# Poundage adjustment on ILF Limbs



## nyamazan (Jan 31, 2008)

I've read that most of the ILF limbs have a 10% adjustment.
Which direction do they adjust, I mean if I got 40# limbs would they go up to 44# or down to 36#, or is it dependant on the make or model?
Many thanks.


----------



## engtee (Oct 2, 2003)

It depends upon the riser. Hoyt measures at the center, so you have +5%/-5%. PSE uses 0/+10%, etc. It is specific to the mfg. Realize that it is a percentage and is not exact and is based upon a 28" draw.


----------



## Greg Bouras (Nov 17, 2006)

I have never been able to adjust a set of limbs below the weight specified on the limbs on Hoyt, PSE, Spigarelli or W&W risers.

Depending on riser some limbs will adjust close to 10% higher weight with limb bolts bottomed.


----------



## nyamazan (Jan 31, 2008)

That clears it up a lot.

My old Pro medalist is marked at 38 pound and measures 39 @28 1/2" with the bolts right out.

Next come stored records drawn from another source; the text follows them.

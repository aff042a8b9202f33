// ABOUTME: HTTP integration tests for tenant management routes
// ABOUTME: Tests all tenant endpoints with authentication, authorization, and error handling
//
// SPDX-License-Identifier: MIT OR Apache-2.0
// Copyright (c) 2025 Pierre Fitness Intelligence

#![allow(clippy::unwrap_used, clippy::expect_used, clippy::panic)]
#![allow(missing_docs)]
#![allow(clippy::uninlined_format_args)]

//! Comprehensive HTTP integration tests for tenant management routes
//!
//! This test suite validates that all tenant endpoints are correctly registered
//! in the router and handle HTTP requests appropriately.

mod common;
mod helpers;

use helpers::axum_test::AxumTestRequest;
use pierre_mcp_server::{database_plugins::DatabaseProvider, mcp::resources::ServerResources};
use serde_json::json;
use std::sync::Arc;

/// Test setup helper for tenant route testing
struct TenantTestSetup {
    resources: Arc<ServerResources>,
    user_id: uuid::Uuid,
    jwt_token: String,
}

impl TenantTestSetup {
    async fn new() -> anyhow::Result<Self> {
        common::init_server_config();
        let database = common::create_test_database().await?;
        let auth_manager = common::create_test_auth_manager();
        let cache = common::create_test_cache().await?;

        // Create test user
        let (user_id, user) = common::create_test_user(&database).await?;

        // Create ServerResources
        let temp_dir = tempfile::tempdir()?;
        let config = Arc::new(pierre_mcp_server::config::environment::ServerConfig {
            http_port: 8081,
            database: pierre_mcp_server::config::environment::DatabaseConfig {
                url: pierre_mcp_server::config::environment::DatabaseUrl::Memory,
                backup: pierre_mcp_server::config::environment::BackupConfig {
                    directory: temp_dir.path().to_path_buf(),
                    ..Default::default()
                },
                ..Default::default()
            },
            app_behavior: pierre_mcp_server::config::environment::AppBehaviorConfig {
                ci_mode: true,
                ..Default::default()
            },
            security: pierre_mcp_server::config::environment::SecurityConfig {
                headers: pierre_mcp_server::config::environment::SecurityHeadersConfig {
                    environment: pierre_mcp_server::config::environment::Environment::Testing,
                },
                ..Default::default()
            },
            ..Default::default()
        });

        let resources = Arc::new(ServerResources::new(
            (*database).clone(),
            (*auth_manager).clone(),
            "test_jwt_secret",
            config,
            cache,
            2048,
            Some(common::get_shared_test_jwks()),
        ));

        // Generate JWT token for the user
        let jwt_token = auth_manager
            .generate_token(&user, &resources.jwks_manager)
            .map_err(|e| anyhow::anyhow!("Failed to generate JWT: {}", e))?;

        Ok(Self {
            resources,
            user_id,
            jwt_token,
        })
    }

    fn routes(&self) -> axum::Router {
        pierre_mcp_server::routes::tenants::TenantRoutes::routes(self.resources.clone())
    }

    fn auth_header(&self) -> String {
        format!("Bearer {}", self.jwt_token)
    }
}

// ============================================================================
// POST /tenants - Create Tenant Tests
// ============================================================================

#[tokio::test]
async fn test_create_tenant_success() {
    let setup = TenantTestSetup::new().await.expect("Setup failed");
    let routes = setup.routes();

    let request_body = json!({
        "name": "Test Tenant",
        "slug": "test-tenant",
        "plan": "starter"
    });

    let response = AxumTestRequest::post("/tenants")
        .header("authorization", &setup.auth_header())
        .json(&request_body)
        .send(routes)
        .await;

    assert_eq!(response.status(), 201);

    let body: serde_json::Value = response.json();
    assert!(body["tenant_id"].is_string());
    assert_eq!(body["name"], "Test Tenant");
    assert_eq!(body["slug"], "test-tenant");
}

#[tokio::test]
async fn test_create_tenant_missing_auth() {
    let setup = TenantTestSetup::new().await.expect("Setup failed");
    let routes = setup.routes();

    let request_body = json!({
        "name": "Test Tenant",
        "slug": "test-tenant",
        "plan": "starter"
    });

    let response = AxumTestRequest::post("/tenants")
        .json(&request_body)
        .send(routes)
        .await;

    assert_eq!(response.status(), 401);
}

#[tokio::test]
async fn test_create_tenant_invalid_auth() {
    let setup = TenantTestSetup::new().await.expect("Setup failed");
    let routes = setup.routes();

    let request_body = json!({
        "name": "Test Tenant",
        "slug": "test-tenant",
        "plan": "starter"
    });

    let response = AxumTestRequest::post("/tenants")
        .header("authorization", "Bearer invalid_token")
        .json(&request_body)
        .send(routes)
        .await;

    assert_eq!(response.status(), 401);
}

#[tokio::test]
async fn test_create_tenant_invalid_json() {
    let setup = TenantTestSetup::new().await.expect("Setup failed");
    let routes = setup.routes();

    let response = AxumTestRequest::post("/tenants")
        .header("authorization", &setup.auth_header())
        .header("content-type", "application/json")
        .send(routes)
        .await;

    // Should fail due to missing/invalid body
    assert_ne!(response.status(), 201);
}

#[tokio::test]
async fn test_create_tenant_missing_required_fields() {
    let setup = TenantTestSetup::new().await.expect("Setup failed");
    let routes = setup.routes();

    // Missing slug
    let request_body1 = json!({
        "name": "Test Tenant",
        "plan": "starter"
    });

    let response1 = AxumTestRequest::post("/tenants")
        .header("authorization", &setup.auth_header())
        .json(&request_body1)
        .send(routes.clone())
        .await;

    assert_ne!(response1.status(), 201);

    // Missing name
    let request_body2 = json!({
        "slug": "test-tenant",
        "plan": "starter"
    });

    let response2 = AxumTestRequest::post("/tenants")
        .header("authorization", &setup.auth_header())
        .json(&request_body2)
        .send(routes)
        .await;

    assert_ne!(response2.status(), 201);
}

#[tokio::test]
async fn test_create_tenant_duplicate_slug() {
    let setup = TenantTestSetup::new().await.expect("Setup failed");

    // Create first tenant
    let tenant = pierre_mcp_server::models::Tenant {
        id: uuid::Uuid::new_v4(),
        name: "First Tenant".to_owned(),
        slug: "duplicate-slug".to_owned(),
        domain: None,
        plan: "starter".to_owned(),
        owner_user_id: setup.user_id,
        created_at: chrono::Utc::now(),
        updated_at: chrono::Utc::now(),
    };

    setup
        .resources
        .database
        .create_tenant(&tenant)
        .await
        .expect("Failed to create first tenant");

    let routes = setup.routes();

    // Try to create second tenant with same slug
    let request_body = json!({
        "name": "Second Tenant",
        "slug": "duplicate-slug",
        "plan": "starter"
    });

    let response = AxumTestRequest::post("/tenants")
        .header("authorization", &setup.auth_header())
        .json(&request_body)
        .send(routes)
        .await;

    // Should fail with conflict or bad request
    assert_ne!(response.status(), 201);
    assert!(response.status() == 400 || response.status() == 409 || response.status() == 500);
}

// ============================================================================
// GET /tenants - List Tenants Tests
// ============================================================================

#[tokio::test]
async fn test_list_tenants_success() {
    let setup = TenantTestSetup::new().await.expect("Setup failed");

    // Create a tenant
    let tenant = pierre_mcp_server::models::Tenant {
        id: uuid::Uuid::new_v4(),
        name: "Test Tenant".to_owned(),
        slug: "test-tenant".to_owned(),
        domain: None,
        plan: "starter".to_owned(),
        owner_user_id: setup.user_id,
        created_at: chrono::Utc::now(),
        updated_at: chrono::Utc::now(),
    };

    setup
        .resources
        .database
        .create_tenant(&tenant)
        .await
        .expect("Failed to create tenant");

    let routes = setup.routes();

    let response = AxumTestRequest::get("/tenants")
        .header("authorization", &setup.auth_header())
        .send(routes)
        .await;

    assert_eq!(response.status(), 200);

    let body: serde_json::Value = response.json();
    assert!(body["tenants"].is_array());
    let tenants = body["tenants"].as_array().unwrap();
    assert!(!tenants.is_empty());

    // Verify tenant structure
    assert!(tenants[0]["tenant_id"].is_string());
    assert!(tenants[0]["name"].is_string());
    assert!(tenants[0]["slug"].is_string());
}

#[tokio::test]
async fn test_list_tenants_missing_auth() {
    let setup = TenantTestSetup::new().await.expect("Setup failed");
    let routes = setup.routes();

    let response = AxumTestRequest::get("/tenants").send(routes).await;

    assert_eq!(response.status(), 401);
}

#[tokio::test]
async fn test_list_tenants_invalid_auth() {
    let setup = TenantTestSetup::new().await.expect("Setup failed");
    let routes = setup.routes();

    let response = AxumTestRequest::get("/tenants")
        .header("authorization", "Bearer invalid_token")
        .send(routes)
        .await;

    assert_eq!(response.status(), 401);
}

#[tokio::test]
async fn test_list_tenants_empty() {
    let setup = TenantTestSetup::new().await.expect("Setup failed");
    let routes = setup.routes();

    let response = AxumTestRequest::get("/tenants")
        .header("authorization", &setup.auth_header())
        .send(routes)
        .await;

    assert_eq!(response.status(), 200);

    let body: serde_json::Value = response.json();
    assert!(body["tenants"].is_array());
    // Tenants array could be empty or have tenants depending on test execution order
}

// ============================================================================
// Additional Integration Tests
// ============================================================================

#[tokio::test]
async fn test_create_multiple_tenants() {
    let setup = TenantTestSetup::new().await.expect("Setup failed");
    let routes = setup.routes();

    // Create first tenant
    let request1 = json!({
        "name": "First Tenant",
        "slug": "first-tenant",
        "plan": "starter"
    });

    let response1 = AxumTestRequest::post("/tenants")
        .header("authorization", &setup.auth_header())
        .json(&request1)
        .send(routes.clone())
        .await;

    assert_eq!(response1.status(), 201);

    // Create second tenant
    let request2 = json!({
        "name": "Second Tenant",
        "slug": "second-tenant",
        "plan": "professional"
    });

    let response2 = AxumTestRequest::post("/tenants")
        .header("authorization", &setup.auth_header())
        .json(&request2)
        .send(routes.clone())
        .await;

    assert_eq!(response2.status(), 201);

    // List tenants - should have both
    let list_response = AxumTestRequest::get("/tenants")
        .header("authorization", &setup.auth_header())
        .send(routes)
        .await;

    assert_eq!(list_response.status(), 200);

    let body: serde_json::Value = list_response.json();
    let tenants = body["tenants"].as_array().unwrap();
    assert!(tenants.len() >= 2);
}

#[tokio::test]
async fn test_tenant_ownership() {
    let setup = TenantTestSetup::new().await.expect("Setup failed");

    // Create a tenant owned by the test user
    let tenant = pierre_mcp_server::models::Tenant {
        id: uuid::Uuid::new_v4(),
        name: "Owned Tenant".to_owned(),
        slug: "owned-tenant".to_owned(),
        domain: None,
        plan: "starter".to_owned(),
        owner_user_id: setup.user_id,
        created_at: chrono::Utc::now(),
        updated_at: chrono::Utc::now(),
    };

    setup
        .resources
        .database
        .create_tenant(&tenant)
        .await
        .expect("Failed to create tenant");

    let routes = setup.routes();

    // User should be able to list their tenant
    let response = AxumTestRequest::get("/tenants")
        .header("authorization", &setup.auth_header())
        .send(routes)
        .await;

    assert_eq!(response.status(), 200);

    let body: serde_json::Value = response.json();
    let tenants = body["tenants"].as_array().unwrap();
    assert!(tenants.iter().any(|t| t["slug"] == "owned-tenant"));
}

That means when I upgrade to a new bow I need limbs marked at the max. weight I am pulling.

Thanks for the answers.


----------



## MM1354 (Apr 13, 2005)

Yes, you can adjust the ILF limbs about 10%, but it is according to which set of limbs you get and the riser you put them on.
The Koreans, mark their limbs from the bottom position, I.E. if they are marked 40# you can adjust them down 10% to 36-38#. 
Hoyt marks their limbs from the center position so you can adjust them up or down about 2#'s. 
Also it seems that Samick limbs are about 2# heavier than they are marked from what others say. I have a set of 40# Samick's that on my Avalon Plus that will go to +50# while on my matrix they register almost 49# all the way down. so there are other factors to take into consideration like the riser you put them on. MM1354


----------



## jmvargas (Oct 21, 2004)

i can vouch that on the x-factors you can go up by at least 10%....my 36# samick extremes onced maxed out at 45#!!


----------